Non tutti i manager possiedono skills di mentoring, quindi capacità motivazionali e di sostegno verso le persone, questo è molto importante in ogni ambito, per cui sarebbe opportuno intervenire già in fase di selezione, approfondendo la presenza di determinate competenze.
È importante che i Manager ricordino di avere a che fare ogni giorno con delle persone, e che la leadership che utilizzano si trasferirà sugli individui che interagiranno con lui.
Un grande problema legato all’apprendimento nelle organizzazioni è quello della delegittimazione, ovvero: nel momento stesso in cui una persona è iscritta ad un corso e il suo Manager la chiama fuori per svolgere un’attività di altro tipo perché si è presentata un’urgenza, naturalmente sta delegittimando l’importanza di quel momento formativo.
Questo è senza dubbio un punto su cui le organizzazioni dovrebbero fermarsi a riflettere, sei d’accordo?
Sono molto in linea con questo pensiero. Parto dal presupposto che a prescindere da quale sia il tuo ruolo all’interno dell’organizzazione, hai sempre una responsabilità.
Di conseguenza devi essere un facilitatore. Se sei un manager devi sempre ricordarti che quella che per te può essere un’opportunità non è detto che lo sia anche per un tuo collaboratore, solo monitorando costantemente i desideri dei nostri collaboratori riusciremo ad avere risorse soddisfatte e valorizzate.

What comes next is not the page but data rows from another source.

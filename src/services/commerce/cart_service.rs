//! 장바구니 서비스
//!
//! 장바구니 문서는 사용자당 하나이며 처음 담을 때 만들어집니다.
//! 응답에는 강좌 요약과 합계 금액이 붙습니다. 그사이 삭제된 강좌는 응답에서 빠집니다.

use std::sync::Arc;
use singleton_macro::service;
use crate::core::errors::AppError;
use crate::domain::dto::commerce::{AddCourseRequest, CartItemResponse, CartResponse};
use crate::domain::dto::courses::CourseSummary;
use crate::domain::entities::commerce::cart::Cart;
use crate::domain::entities::courses::course::Course;
use crate::domain::models::auth::AuthenticatedUser;
use crate::repositories::commerce::cart_repo::CartRepository;
use crate::repositories::courses::course_repo::CourseRepository;
use crate::repositories::users::user_repo::UserRepository;
use crate::utils::id_utils::{parse_object_id, require_id};
use crate::utils::time_utils::to_utc;

#[service(name = "cart")]
pub struct CartService {
    cart_repo: Arc<CartRepository>,
    course_repo: Arc<CourseRepository>,
    user_repo: Arc<UserRepository>,
}

/// 담은 순서대로 강좌 정보를 붙입니다.
fn build_response(cart: &Cart, courses: &[Course]) -> CartResponse {
    let items = cart.items
        .iter()
        .filter_map(|item| {
            courses
                .iter()
                .find(|course| course.id.as_ref() == Some(&item.course_id))
                .map(|course| CartItemResponse {
                    course: CourseSummary::from(course),
                    added_at: to_utc(item.added_at),
                })
        })
        .collect();

    CartResponse::new(items)
}

impl CartService {
    pub async fn get(&self, auth: &AuthenticatedUser) -> Result<CartResponse, AppError> {
        let me = self.user_repo.find_profile(&auth.user_id).await?;
        let cart = self.cart_repo.find_by_user(&require_id(&me.id)?).await?;
        self.render(&cart).await
    }

    /// 강좌 담기
    ///
    /// # Errors
    ///
    /// * `NotFound` - 강좌 없음
    /// * `ValidationError` - 이미 수강 중
    /// * `ConflictError` - 이미 장바구니에 있음
    pub async fn add(&self, auth: &AuthenticatedUser, request: AddCourseRequest) -> Result<CartResponse, AppError> {
        let course_id = parse_object_id(&request.course_id, "course_id")?;
        let course = self.course_repo.get(&course_id).await?;
        let me = self.user_repo.find_profile(&auth.user_id).await?;
        let my_id = require_id(&me.id)?;

        if me.is_enrolled(&course_id) || course.has_student(&my_id) {
            return Err(AppError::ValidationError("이미 수강 중인 강좌입니다".to_string()));
        }

        let mut cart = self.cart_repo.find_by_user(&my_id).await?;
        if !cart.add(course_id) {
            return Err(AppError::ConflictError("이미 장바구니에 있는 강좌입니다".to_string()));
        }
        self.cart_repo.save(&cart).await?;

        self.render(&cart).await
    }

    /// 강좌 빼기. 없던 강좌면 404.
    pub async fn remove(&self, auth: &AuthenticatedUser, course_id: &str) -> Result<CartResponse, AppError> {
        let course_id = parse_object_id(course_id, "course_id")?;
        let me = self.user_repo.find_profile(&auth.user_id).await?;

        let mut cart = self.cart_repo.find_by_user(&require_id(&me.id)?).await?;
        if !cart.remove(&course_id) {
            return Err(AppError::NotFound("장바구니에 없는 강좌입니다".to_string()));
        }
        self.cart_repo.save(&cart).await?;

        self.render(&cart).await
    }

    pub async fn clear(&self, auth: &AuthenticatedUser) -> Result<CartResponse, AppError> {
        let me = self.user_repo.find_profile(&auth.user_id).await?;

        let mut cart = self.cart_repo.find_by_user(&require_id(&me.id)?).await?;
        cart.clear();
        self.cart_repo.save(&cart).await?;

        Ok(CartResponse::new(Vec::new()))
    }

    async fn render(&self, cart: &Cart) -> Result<CartResponse, AppError> {
        let courses = self.course_repo.find_by_ids(&cart.course_ids()).await?;
        Ok(build_response(cart, &courses))
    }
}

#[cfg(test)]
mod tests {
    use super::*;
    use mongodb::bson::oid::ObjectId;

    fn course(title: &str, price: f64) -> Course {
        let mut course = Course::new(title.to_string(), ObjectId::new());
        course.id = Some(ObjectId::new());
        course.price = price;
        course
    }

    #[test]
    fn test_build_response_keeps_cart_order_and_sums_prices() {
        let rust = course("Rust", 30.0);
        let go = course("Go", 20.5);

        let mut cart = Cart::empty(ObjectId::new());
        cart.add(go.id.unwrap());
        cart.add(rust.id.unwrap());

        let response = build_response(&cart, &[rust.clone(), go.clone()]);

        assert_eq!(response.items[0].course.title, "Go");
        assert_eq!(response.items[1].course.title, "Rust");
        assert_eq!(response.total_price, 50.5);
    }

    #[test]
    fn test_build_response_skips_deleted_courses() {
        let rust = course("Rust", 30.0);

        let mut cart = Cart::empty(ObjectId::new());
        cart.add(rust.id.unwrap());
        cart.add(ObjectId::new());

        let response = build_response(&cart, &[rust]);

        assert_eq!(response.items.len(), 1);
        assert_eq!(response.total_price, 30.0);
    }
}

Un altro aspetto su cui bisogna insistere è la legittimazione delle persone, spesso sentiamo frasi del tipo: “eh ma il mio capo mi ha chiamato”. È fondamentale che le persone capiscano l’importanza del momento formativo che stanno vivendo. Per molti è spesso difficile ritagliarsi degli spazi propri, ma è bene tenere a mente che se ci rubano del tempo è perché stiamo dando la possibilità di farlo.
Noi dobbiamo far sì che i valori abbiano valore, e se la formazione è un valore devono esserci dei meccanismi per far sì che le persone diano veramente valore a questa attività.

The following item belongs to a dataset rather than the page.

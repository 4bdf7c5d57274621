pub mod quiz;
pub mod quiz_attempt;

Ci racconti, nel pratico, in che modo nella tua azienda vi occupate di Agile Self-learning?
La regola è: partire da cose semplici.
Se dovessi iniziare domani ad applicare l’Agile Self-learning all’interno di un’organizzazione, partirei dal capire quali attività “basic” posso creare, sia a livello di spazio fisico, che come spazio digitale. L’obiettivo dell’organizzazione è capire qual è la dimensione spazio-tempo che può dedicare alle risorse e qual è la dimensione spazio-fisica che le persone hanno a disposizione e che possono utilizzare per apprendere. Fondamentale è creare dei momenti per dare stimoli ai nostri collaboratori.
Per citare le parole dello scrittore francese Antoine de Saint-Exupery, dal libro Il Piccolo Principe:
“Se vuoi costruire una nave prima risveglia negli uomini la nostalgia del mare lontano e sconfinato”.